== Instructions for the task ==
Find and copy each line of the records where the string "ActiveSectionConfig" shows up.

[Dataset items]
#![forbid(unsafe_code)]

//! Policy-as-data configuration for the page controllers.
//!
//! Every threshold the controllers use lives in one [`PageConfig`] that can
//! be loaded from JSON (always) or TOML (feature `page-config`), so a site
//! can retune its header or notification timings without a rebuild.
//!
//! # Loading
//!
//! ```toml
//! [chrome]
//! header_threshold = 64.0
//!
//! [notification]
//! display_ms = 4000
//! ```
//!
//! ```rust,ignore
//! let config = PageConfig::from_json_str(json)?.validated()?;
//! ```
//!
//! # Defaults
//!
//! `PageConfig::default()` reproduces the built-in constants of each
//! controller exactly.

use core::time::Duration;

use serde::{Deserialize, Serialize};
use terrasite_widgets::active_section::ActiveSectionConfig;
use terrasite_widgets::anchor::DEFAULT_HEADER_OFFSET;
use terrasite_widgets::chrome::ChromeConfig;
use terrasite_widgets::notification_queue::QueueConfig;
use terrasite_widgets::reveal::IntersectionOptions;

// ---------------------------------------------------------------------------
// Top-level PageConfig
// ---------------------------------------------------------------------------

/// Every tunable parameter of the page runtime.
#[derive(Debug, Clone, PartialEq, Default, Serialize, Deserialize)]
#[serde(default)]
pub struct PageConfig {
    /// Header, back-to-top, and parallax thresholds.
    pub chrome: ChromePolicy,
    /// Active nav link resolution.
    pub active_section: ActiveSectionPolicy,
    /// In-page anchor scrolling.
    pub anchor: AnchorPolicy,
    /// Toast lifecycle.
    pub notification: NotificationPolicy,
    /// Reveal-on-scroll observer settings.
    pub reveal: RevealPolicy,
}

impl PageConfig {
    /// Parse from a JSON string. Missing fields take their defaults.
    pub fn from_json_str(s: &str) -> Result<Self, ConfigError> {
        serde_json::from_str(s).map_err(ConfigError::Json)
    }

    /// Parse from a TOML string. Missing fields take their defaults.
    #[cfg(feature = "page-config")]
    pub fn from_toml_str(s: &str) -> Result<Self, ConfigError> {
        toml::from_str(s).map_err(ConfigError::Toml)
    }

    /// Serialize to pretty JSON.
    pub fn to_json_pretty(&self) -> Result<String, ConfigError> {
        serde_json::to_string_pretty(self).map_err(ConfigError::Json)
    }

    /// Validate all parameters are within acceptable ranges.
    ///
    /// Returns a list of problems. An empty list means the config is valid.
    #[must_use]
    pub fn validate(&self) -> Vec<String> {
        let mut errors = Vec::new();

        let c = &self.chrome;
        if !c.header_threshold.is_finite() || c.header_threshold < 0.0 {
            errors.push(format!(
                "chrome.header_threshold must be a finite value >= 0, got {}",
                c.header_threshold
            ));
        }
        if !c.back_to_top_threshold.is_finite() || c.back_to_top_threshold < 0.0 {
            errors.push(format!(
                "chrome.back_to_top_threshold must be a finite value >= 0, got {}",
                c.back_to_top_threshold
            ));
        }
        if !c.parallax_speed.is_finite() {
            errors.push(format!(
                "chrome.parallax_speed must be finite, got {}",
                c.parallax_speed
            ));
        }

        let a = &self.active_section;
        if !a.lookahead.is_finite() || a.lookahead < 0.0 {
            errors.push(format!(
                "active_section.lookahead must be a finite value >= 0, got {}",
                a.lookahead
            ));
        }
        if a.home_href.is_empty() {
            errors.push("active_section.home_href must not be empty".to_owned());
        }
        if !a.home_threshold.is_finite() {
            errors.push(format!(
                "active_section.home_threshold must be finite, got {}",
                a.home_threshold
            ));
        }
        if a.throttle_ms == 0 {
            errors.push("active_section.throttle_ms must be > 0".to_owned());
        }

        if !self.anchor.header_offset.is_finite() {
            errors.push(format!(
                "anchor.header_offset must be finite, got {}",
                self.anchor.header_offset
            ));
        }

        let n = &self.notification;
        if n.display_ms == 0 {
            errors.push("notification.display_ms must be > 0".to_owned());
        }

        let r = &self.reveal;
        if !(r.threshold > 0.0 && r.threshold <= 1.0) {
            errors.push(format!(
                "reveal.threshold must be in (0, 1], got {}",
                r.threshold
            ));
        }
        if !r.root_margin_bottom_px.is_finite() {
            errors.push(format!(
                "reveal.root_margin_bottom_px must be finite, got {}",
                r.root_margin_bottom_px
            ));
        }

        errors
    }

    /// Return `self` if [`validate`](Self::validate) finds nothing.
    pub fn validated(self) -> Result<Self, ConfigError> {
        let errors = self.validate();
        if errors.is_empty() {
            Ok(self)
        } else {
            Err(ConfigError::Validation(errors))
        }
    }

    /// Convert to the chrome controller's config.
    #[must_use]
    pub fn to_chrome_config(&self) -> ChromeConfig {
        ChromeConfig {
            header_threshold: self.chrome.header_threshold,
            back_to_top_threshold: self.chrome.back_to_top_threshold,
            parallax_speed: self.chrome.parallax_speed,
        }
    }

    /// Convert to the active-section tracker's config.
    #[must_use]
    pub fn to_active_section_config(&self) -> ActiveSectionConfig {
        ActiveSectionConfig {
            lookahead: self.active_section.lookahead,
            home_href: self.active_section.home_href.clone(),
            home_threshold: self.active_section.home_threshold,
        }
    }

    /// Minimum spacing between active-section recomputations.
    #[must_use]
    pub fn section_throttle(&self) -> Duration {
        Duration::from_millis(self.active_section.throttle_ms)
    }

    /// Convert to the notification queue's config.
    #[must_use]
    pub fn to_queue_config(&self) -> QueueConfig {
        QueueConfig::new()
            .display_duration(Duration::from_millis(self.notification.display_ms))
            .exit_duration(Duration::from_millis(self.notification.exit_ms))
    }

    /// Convert to the reveal tracker's observer options.
    #[must_use]
    pub fn to_intersection_options(&self) -> IntersectionOptions {
        IntersectionOptions {
            threshold: self.reveal.threshold,
            root_margin_bottom_px: self.reveal.root_margin_bottom_px,
        }
    }
}

// ---------------------------------------------------------------------------
// Sections
// ---------------------------------------------------------------------------

/// Scroll thresholds for the header and back-to-top button.
#[derive(Debug, Clone, PartialEq, Serialize, Deserialize)]
#[serde(default)]
pub struct ChromePolicy {
    /// Header gets `scrolled` strictly above this offset.
    pub header_threshold: f64,
    /// Back-to-top gets `show` strictly above this offset.
    pub back_to_top_threshold: f64,
    /// Hero translation per scrolled pixel.
    pub parallax_speed: f64,
}

impl Default for ChromePolicy {
    fn default() -> Self {
        let c = ChromeConfig::default();
        Self {
            header_threshold: c.header_threshold,
            back_to_top_threshold: c.back_to_top_threshold,
            parallax_speed: c.parallax_speed,
        }
    }
}

/// Active nav link resolution.
#[derive(Debug, Clone, PartialEq, Serialize, Deserialize)]
#[serde(default)]
pub struct ActiveSectionPolicy {
    /// Pixels a section may still be below the top and count as current.
    pub lookahead: f64,
    /// Href of the home link.
    pub home_href: String,
    /// Home link wins below this offset.
    pub home_threshold: f64,
    /// Minimum milliseconds between recomputations on scroll.
    pub throttle_ms: u64,
}

impl Default for ActiveSectionPolicy {
    fn default() -> Self {
        let c = ActiveSectionConfig::default();
        Self {
            lookahead: c.lookahead,
            home_href: c.home_href,
            home_threshold: c.home_threshold,
            throttle_ms: 100,
        }
    }
}

/// In-page anchor scrolling.
#[derive(Debug, Clone, PartialEq, Serialize, Deserialize)]
#[serde(default)]
pub struct AnchorPolicy {
    /// Height of the fixed header to clear when scrolling to a target.
    pub header_offset: f64,
}

impl Default for AnchorPolicy {
    fn default() -> Self {
        Self {
            header_offset: DEFAULT_HEADER_OFFSET,
        }
    }
}

/// Toast lifecycle timings.
#[derive(Debug, Clone, PartialEq, Eq, Serialize, Deserialize)]
#[serde(default)]
pub struct NotificationPolicy {
    /// Milliseconds a toast stays before its exit animation.
    pub display_ms: u64,
    /// Milliseconds of exit animation before removal.
    pub exit_ms: u64,
}

impl Default for NotificationPolicy {
    fn default() -> Self {
        Self {
            display_ms: 5000,
            exit_ms: 300,
        }
    }
}

/// Reveal-on-scroll observer settings.
#[derive(Debug, Clone, PartialEq, Serialize, Deserialize)]
#[serde(default)]
pub struct RevealPolicy {
    /// Visible fraction that counts as intersecting.
    pub threshold: f64,
    /// Bottom root margin in pixels.
    pub root_margin_bottom_px: f64,
}

impl Default for RevealPolicy {
    fn default() -> Self {
        let o = IntersectionOptions::default();
        Self {
            threshold: o.threshold,
            root_margin_bottom_px: o.root_margin_bottom_px,
        }
    }
}

// ---------------------------------------------------------------------------
// Errors
// ---------------------------------------------------------------------------

/// Errors from loading or validating a [`PageConfig`].
#[derive(Debug)]
pub enum ConfigError {
    /// JSON parse or encode error.
    Json(serde_json::Error),
    /// TOML parse error.
    #[cfg(feature = "page-config")]
    Toml(toml::de::Error),
    /// Validation errors.
    Validation(Vec<String>),
}

impl std::fmt::Display for ConfigError {
    fn fmt(&self, f: &mut std::fmt::Formatter<'_>) -> std::fmt::Result {
        match self {
            Self::Json(e) => write!(f, "JSON parse error: {e}"),
            #[cfg(feature = "page-config")]
            Self::Toml(e) => write!(f, "TOML parse error: {e}"),
            Self::Validation(errors) => {
                write!(f, "validation errors: {}", errors.join("; "))
            }
        }
    }
}

impl std::error::Error for ConfigError {
    fn source(&self) -> Option<&(dyn std::error::Error + 'static)> {
        match self {
            Self::Json(e) => Some(e),
            #[cfg(feature = "page-config")]
            Self::Toml(e) => Some(e),
            Self::Validation(_) => None,
        }
    }
}

#[cfg(test)]
mod tests {
    use super::*;

    #[test]
    fn defaults_match_controller_constants() {
        let config = PageConfig::default();
        assert_eq!(config.to_chrome_config(), ChromeConfig::default());
        assert_eq!(config.to_active_section_config(), ActiveSectionConfig::default());
        assert_eq!(config.to_intersection_options(), IntersectionOptions::default());
        assert_eq!(config.to_queue_config(), QueueConfig::default());
        assert_eq!(config.section_throttle(), Duration::from_millis(100));
        assert_eq!(config.anchor.header_offset, 80.0);
    }

    #[test]
    fn default_config_is_valid() {
        assert!(PageConfig::default().validate().is_empty());
    }

    #[test]
    fn partial_json_keeps_other_defaults() {
        let config =
            PageConfig::from_json_str(r#"{"chrome":{"header_threshold":64.0}}"#).unwrap();
        assert_eq!(config.chrome.header_threshold, 64.0);
        assert_eq!(config.chrome.back_to_top_threshold, 500.0);
        assert_eq!(config.notification.display_ms, 5000);
    }

    #[test]
    fn empty_json_is_default() {
        assert_eq!(PageConfig::from_json_str("{}").unwrap(), PageConfig::default());
    }

    #[test]
    fn malformed_json_is_an_error() {
        let err = PageConfig::from_json_str("{not json").unwrap_err();
        assert!(err.to_string().starts_with("JSON parse error"));
    }

    #[test]
    fn json_round_trip() {
        let mut config = PageConfig::default();
        config.active_section.home_href = "/".to_owned();
        let json = config.to_json_pretty().unwrap();
        assert_eq!(PageConfig::from_json_str(&json).unwrap(), config);
    }

    #[test]
    fn validation_collects_every_problem() {
        let mut config = PageConfig::default();
        config.active_section.throttle_ms = 0;
        config.reveal.threshold = 1.5;
        config.active_section.home_href.clear();
        let errors = config.validate();
        assert_eq!(errors.len(), 3, "{errors:?}");
        assert!(matches!(
            config.validated(),
            Err(ConfigError::Validation(list)) if list.len() == 3
        ));
    }

    #[cfg(feature = "page-config")]
    #[test]
    fn toml_overrides_notification_timing() {
        let config = PageConfig::from_toml_str(
            "[notification]\ndisplay_ms = 4000\nexit_ms = 250\n",
        )
        .unwrap();
        assert_eq!(
            config.to_queue_config().display_duration,
            Duration::from_millis(4000)
        );
        assert_eq!(config.notification.exit_ms, 250);
    }
}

== Task output ==
use terrasite_widgets::active_section::ActiveSectionConfig;
    pub fn to_active_section_config(&self) -> ActiveSectionConfig {
        ActiveSectionConfig {
        let c = ActiveSectionConfig::default();
        assert_eq!(config.to_active_section_config(), ActiveSectionConfig::default());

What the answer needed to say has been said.